Wyrsch joined the Royal Netherlands Army as a soldier in 1814 and took part in the Battle of Waterloo.
He joined the Dutch colonial troops in Java, Bali and Borneo in 1815. He was a military and civil commander on the southern and eastern coasts of Borneo (1829-1832).[4]
In 1832 he returned to Nidwalden where he was a bailiff between 1834 and 1840 and a major of Nidwalden's army between 1834 and 1847.
Wyrsch was first elected Nidwalden's head of state (landammann) on 25 April 1841. He was reelected in 1845, 1848, 1849, 1851, 1853, 1855 and 1857.[5] He was commander of the Nidwalden battalion during the Sonderbund war in 1847, a member of commission which drafted the Swiss constitution in 1849 and president of the municipality of Ennetbürgen between 1850 and 1857.
His rapid rise in the Dutch colonial army was distinguished by his laying the foundations for Borneo's infrastructure.[6]
In Nidwalden, he bought the Au mill in Ennetbürgen in 1839 and earned his living as a miller.
His moderate liberal and military experience made him politically widely accepted.
He was a drafting member of the Swiss Constitution.[7]
The Swiss Constitution was created by Ulrich Ochsenbein who headed it along with the following other members: Jonas Furrer, Jakob Robert Steiger, Franz Jauch, Melchior Diethelm, Alois Michel, Caspar Jenny-Becker, Franz Müller, Jean-François Marcellin Bussard, Josef Munzinger, Johann Georg Fürstenberger, later Felix Sarasin, Karl Spitteler, Johann Georg Böschenstein, Johann Konrad Oertli, Wilhelm Matthias Näff, Raget Abys, Friedrich Frey-Herosé, Johann Konrad Kern, Giacomo Luvini-Perseghini, Henri Druey, Maurice Barman, later Franz Kaspar Zen Ruffinen and Louis Rilliet.
He was made knight 4th class of the Military Order of William of the Netherlands on 21 October 1832.[8]

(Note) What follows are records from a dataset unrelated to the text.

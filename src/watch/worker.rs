//! Per-server monitoring worker.
//!
//! One worker owns the four periodic loops for a single server: session
//! polling, player evaluation, punishment scanning, and the inactivity
//! check. All loops share one cancellation token and exit promptly when it
//! fires. Per-player tracking lives in concurrent maps with per-key atomic
//! access; no map guard is ever held across an await point.

use std::collections::HashSet;
use std::sync::{Arc, Mutex, RwLock};
use std::time::Duration;

use dashmap::DashMap;
use dashmap::mapref::entry::Entry;
use futures::StreamExt;
use tokio::time::{Instant, interval};
use tokio_util::sync::CancellationToken;
use tracing::{debug, error, info, warn};

use crate::config::schema::ServerEntry;
use crate::error::RconError;
use crate::fence::{self, Fence, Grid};
use crate::observability::metrics;
use crate::rcon::pool::ConnectionPool;
use crate::rcon::types::{PlayerSnapshot, SessionInfo, TeamSide};
use crate::watch::restart::RestartSignal;

const SESSION_POLL_INTERVAL: Duration = Duration::from_secs(1);
const PLAYER_POLL_INTERVAL: Duration = Duration::from_millis(500);
const PUNISH_SCAN_INTERVAL: Duration = Duration::from_secs(1);
const IDLE_CHECK_INTERVAL: Duration = Duration::from_secs(60);

/// Width of the punishment eligibility window after the grace period.
/// Entries older than the window are assumed already punished or stale.
const PUNISH_WINDOW: Duration = Duration::from_secs(5);

/// Delay between a successful punish call and removal of the outside
/// entry; roster polls may still report the pre-punish position until the
/// player respawns.
const PUNISH_SETTLE_DELAY: Duration = Duration::from_secs(5);

/// Player polls are skipped for this long after startup.
const STARTUP_GRACE: Duration = Duration::from_secs(5);

/// Cap on concurrently evaluated players per roster poll.
const MAX_CONCURRENT_EVALUATIONS: usize = 16;

/// Tracking entry for a player currently outside every applicable fence.
#[derive(Debug, Clone)]
struct OutsidePlayer {
    name: String,
    last_grid: Grid,
    first_outside: Instant,
    punish_pending: bool,
}

/// Applicable fence subsets, replaced wholesale on every session refresh.
#[derive(Clone)]
struct ApplicableFences {
    allies: Arc<[Fence]>,
    axis: Arc<[Fence]>,
}

impl Default for ApplicableFences {
    fn default() -> Self {
        Self {
            allies: Arc::from(Vec::new()),
            axis: Arc::from(Vec::new()),
        }
    }
}

/// Monitoring worker for one configured server.
pub struct Worker {
    server: ServerEntry,
    pool: Arc<ConnectionPool>,
    punish_after: Duration,
    idle_restart: Duration,
    outside: DashMap<String, OutsidePlayer>,
    entered: DashMap<String, ()>,
    session: RwLock<Option<Arc<SessionInfo>>>,
    applicable: RwLock<ApplicableFences>,
    last_map_change: Mutex<Instant>,
    started_at: Instant,
    restart: RestartSignal,
    cancel: CancellationToken,
}
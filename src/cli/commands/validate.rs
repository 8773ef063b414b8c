//! The `validate` command: check configuration files without connecting.

use tracing::{info, warn};

use crate::cli::args::ValidateArgs;
use crate::config;
use crate::error::FenceWatchError;

/// Validate configuration files.
///
/// # Errors
///
/// Returns the first load or validation error encountered.
pub fn run(args: &ValidateArgs) -> Result<(), FenceWatchError> {
    for path in &args.files {
        info!(file = %path.display(), "validating configuration");
        let loaded = config::load(path)?;
        for warning in &loaded.warnings {
            warn!(location = %warning.location, "{}", warning.message);
        }
        info!(
            file = %path.display(),
            servers = loaded.config.servers.len(),
            "configuration valid"
        );
    }
    Ok(())
}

In 1824, Wyrsch married Johanna van den Berg (who went by Silla in Malay), a woman of Java, Malaysia. She stayed in the Dutch Indies while he returned to Nidwalden, Switzerland in 1832 with two of the eldest children from that relationship.[9]
Two years later, in 1834 Wyrsch married Theresia Stockmann, the daughter of Felix Josef Stockmann.
Wyrsch died on 21 April 1858 in Ennetbürgen aged 65.